The most common consequences of spinal cord puncture are:
- through the fault of the doctor as a result of violation of asepsis, failure to comply with all technical aspects and lack of instructions to the patient on how to behave during and after the manipulation;
- due to the patient's fault;
- due to patient intolerance to the procedure.
Complications after lumbar puncture include post-puncture syndrome, direct trauma, teratogenic factor, and changes in cerebrospinal fluid. The clinical picture of postpuncture syndrome is determined by disruption of the dura mater by the needle. The leakage of CSF into the epidural space causes pain in the occipital and frontal region, which does not go away for several days, rarely longer.
Spinal cord puncture is dangerous due to hemorrhagic complications. These include spinal subarachnoid, chronic and acute intracranial subdural hematoma. Injury to blood vessels provokes bleeding in people with poor blood clotting or thrombocytopenia.
When inserting a needle into the subarachnoid space, spinal puncture is fraught with damage to the roots, IVD injury, and complications if sterility is violated. Due to the penetration of skin fragments into the brain canal, tumors can form, which manifest themselves years after the intervention with increasing pain in the spine and limbs, disturbances in posture and gait.
Features of the procedure in children
Lumbar puncture in children is used for neoplastic diseases, as well as to confirm meningitis, encephalitis, hemorrhages and diagnose degenerative and vascular changes.
In newborns, lumbar puncture is possible in an upright position, since in the supine position in babies, ventilation is often reduced and perfusion is impaired, which can lead to respiratory arrest.
The doctor, as a rule, performs a lumbar puncture with an assistant, who calms and distracts the child, and also keeps him motionless at the moment the needle enters.
Repeated punctures treat intracranial hypertension after hemorrhage or meningitis in children under 2 years of age.
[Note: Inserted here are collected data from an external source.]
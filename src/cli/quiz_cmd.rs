//! Quiz command: build a multiple-choice question for a card.

use rand::Rng;
use serde::Serialize;

use crate::quiz::build_options;
use crate::storage::StudyStore;

/// Options for the quiz command.
#[derive(Debug, Clone, Default)]
pub struct QuizOptions {
    /// Number of wrong answers; the configured count when absent.
    pub distractor_count: Option<usize>,
    /// Quiz back-to-front instead of front-to-back.
    pub reversed: bool,
}

/// Output format for the quiz command.
#[derive(Debug, Clone, Serialize)]
pub struct QuizOutput {
    /// Whether the question was built.
    pub success: bool,
    /// The card being quizzed.
    pub card_id: String,
    /// The question text (card front, or back when reversed).
    pub question: String,
    /// Shuffled answer options.
    pub options: Vec<String>,
    /// The correct answer.
    pub answer: String,
    /// Error message if the question could not be built.
    #[serde(skip_serializing_if = "Option::is_none")]
    pub error: Option<String>,
}

impl QuizOutput {
    /// Create a failed output.
    pub fn failure(error: impl Into<String>) -> Self {
        Self {
            success: false,
            card_id: String::new(),
            question: String::new(),
            options: Vec::new(),
            answer: String::new(),
            error: Some(error.into()),
        }
    }

    /// Format as human-readable text.
    pub fn format_text(&self) -> String {
        match &self.error {
            Some(error) => format!("error: {}", error),
            None => {
                let mut lines = vec![self.question.clone()];
                for (i, option) in self.options.iter().enumerate() {
                    lines.push(format!("  {}) {}", i + 1, option));
                }
                lines.join("\n")
            }
        }
    }
}

/// The quiz command implementation.
pub struct QuizCommand<S: StudyStore> {
    store: S,
    default_distractor_count: usize,
}

impl<S: StudyStore> QuizCommand<S> {
    /// Create a new quiz command with the configured distractor count.
    pub fn new(store: S, default_distractor_count: usize) -> Self {
        Self {
            store,
            default_distractor_count,
        }
    }

    /// Build a question for `card_id`, drawing distractors from its deck.
    pub fn run<R: Rng + ?Sized>(
        &self,
        card_id: &str,
        options: &QuizOptions,
        rng: &mut R,
    ) -> QuizOutput {
        let card = match self.store.get_card(card_id) {
            Ok(Some(card)) => card,
            Ok(None) => return QuizOutput::failure(format!("card not found: {}", card_id)),
            Err(err) => return QuizOutput::failure(err.to_string()),
        };

        let siblings = match self.store.list_deck_cards(&card.deck_id) {
            Ok(cards) => cards,
            Err(err) => return QuizOutput::failure(err.to_string()),
        };

        let (question, answer) = if options.reversed {
            (card.back.clone(), card.front.clone())
        } else {
            (card.front.clone(), card.back.clone())
        };

        let pool: Vec<String> = siblings
            .iter()
            .filter(|c| c.id != card.id)
            .map(|c| {
                if options.reversed {
                    c.front.clone()
                } else {
                    c.back.clone()
                }
            })
            .collect();

        let count = options
            .distractor_count
            .unwrap_or(self.default_distractor_count);
        let choices = build_options(&answer, &pool, count, rng);

        QuizOutput {
            success: true,
            card_id: card.id,
            question,
            options: choices,
            answer,
            error: None,
        }
    }
}

#[cfg(test)]
mod tests {
    use super::*;
    use crate::core::card::Card;
    use crate::quiz::DEFAULT_DISTRACTOR_COUNT;
    use crate::storage::MemoryStudyStore;
    use rand::rngs::StdRng;
    use rand::SeedableRng;

    fn seeded_store() -> MemoryStudyStore {
        let store = MemoryStudyStore::new();
        for (id, front, back) in [
            ("card-1", "2 + 2", "4"),
            ("card-2", "3 + 3", "6"),
            ("card-3", "4 + 4", "8"),
            ("card-4", "5 + 5", "10"),
        ] {
            store
                .put_card(&Card::new(id, "alice", "deck-1", front, back))
                .unwrap();
        }
        store
    }

    fn command(store: &MemoryStudyStore) -> QuizCommand<&MemoryStudyStore> {
        QuizCommand::new(store, DEFAULT_DISTRACTOR_COUNT)
    }

    #[test]
    fn test_quiz_builds_question() {
        let store = seeded_store();
        let mut rng = StdRng::seed_from_u64(7);
        let output = command(&store).run("card-1", &QuizOptions::default(), &mut rng);

        assert!(output.success, "{:?}", output.error);
        assert_eq!(output.question, "2 + 2");
        assert_eq!(output.answer, "4");
        assert_eq!(output.options.len(), 4);
        assert!(output.options.contains(&"4".to_string()));
        assert!(output
            .options
            .iter()
            .all(|o| ["4", "6", "8", "10"].contains(&o.as_str())));
    }

    #[test]
    fn test_quiz_reversed_flips_question_and_pool() {
        let store = seeded_store();
        let mut rng = StdRng::seed_from_u64(7);
        let options = QuizOptions {
            reversed: true,
            ..QuizOptions::default()
        };
        let output = command(&store).run("card-1", &options, &mut rng);

        assert_eq!(output.question, "4");
        assert_eq!(output.answer, "2 + 2");
        assert!(output
            .options
            .iter()
            .all(|o| ["2 + 2", "3 + 3", "4 + 4", "5 + 5"].contains(&o.as_str())));
    }

    #[test]
    fn test_quiz_respects_count_override() {
        let store = seeded_store();
        let mut rng = StdRng::seed_from_u64(7);
        let options = QuizOptions {
            distractor_count: Some(1),
            ..QuizOptions::default()
        };
        let output = command(&store).run("card-1", &options, &mut rng);
        assert_eq!(output.options.len(), 2);
    }

    #[test]
    fn test_quiz_missing_card_fails() {
        let store = seeded_store();
        let mut rng = StdRng::seed_from_u64(7);
        let output = command(&store).run("card-9", &QuizOptions::default(), &mut rng);
        assert!(!output.success);
        assert!(output.error.unwrap().contains("card not found"));
    }

    #[test]
    fn test_format_text_numbers_options() {
        let store = seeded_store();
        let mut rng = StdRng::seed_from_u64(7);
        let output = command(&store).run("card-1", &QuizOptions::default(), &mut rng);
        let text = output.format_text();
        assert!(text.starts_with("2 + 2"));
        assert!(text.contains("  1) "));
        assert!(text.contains("  4) "));
    }
}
What influences the results?
It is very important to remain stationary during the procedure, otherwise it will be difficult to obtain the correct result.
In addition, proper puncture is difficult if the patient suffers from obesity, dehydration, or arthritis.
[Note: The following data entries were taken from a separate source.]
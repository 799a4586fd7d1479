//! Core scheduling types for mnemo.
//!
//! This module contains the card entity, the SM-2 variant transition, the
//! immutable review-event record, and the study-session counters.

pub mod card;
pub mod review;
pub mod scheduler;
pub mod session;

pub use card::{Card, Rating, DEFAULT_EASE_FACTOR, MAX_EASE_FACTOR, MIN_EASE_FACTOR};
pub use review::{ReviewEvent, REVIEW_EVENT_SCHEMA_VERSION};
pub use scheduler::{review, SchedulerParams};
pub use session::{SessionMode, StudySession};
So, the article examined such a therapeutic and diagnostic measure as lumbar puncture, indications and contraindications for its implementation. Currently, this procedure is a very informative method for studying processes occurring not only in the spinal cord, but also in other body systems. If you follow all the rules and have a competent doctor’s approach, the risks of complications after a puncture are minimized.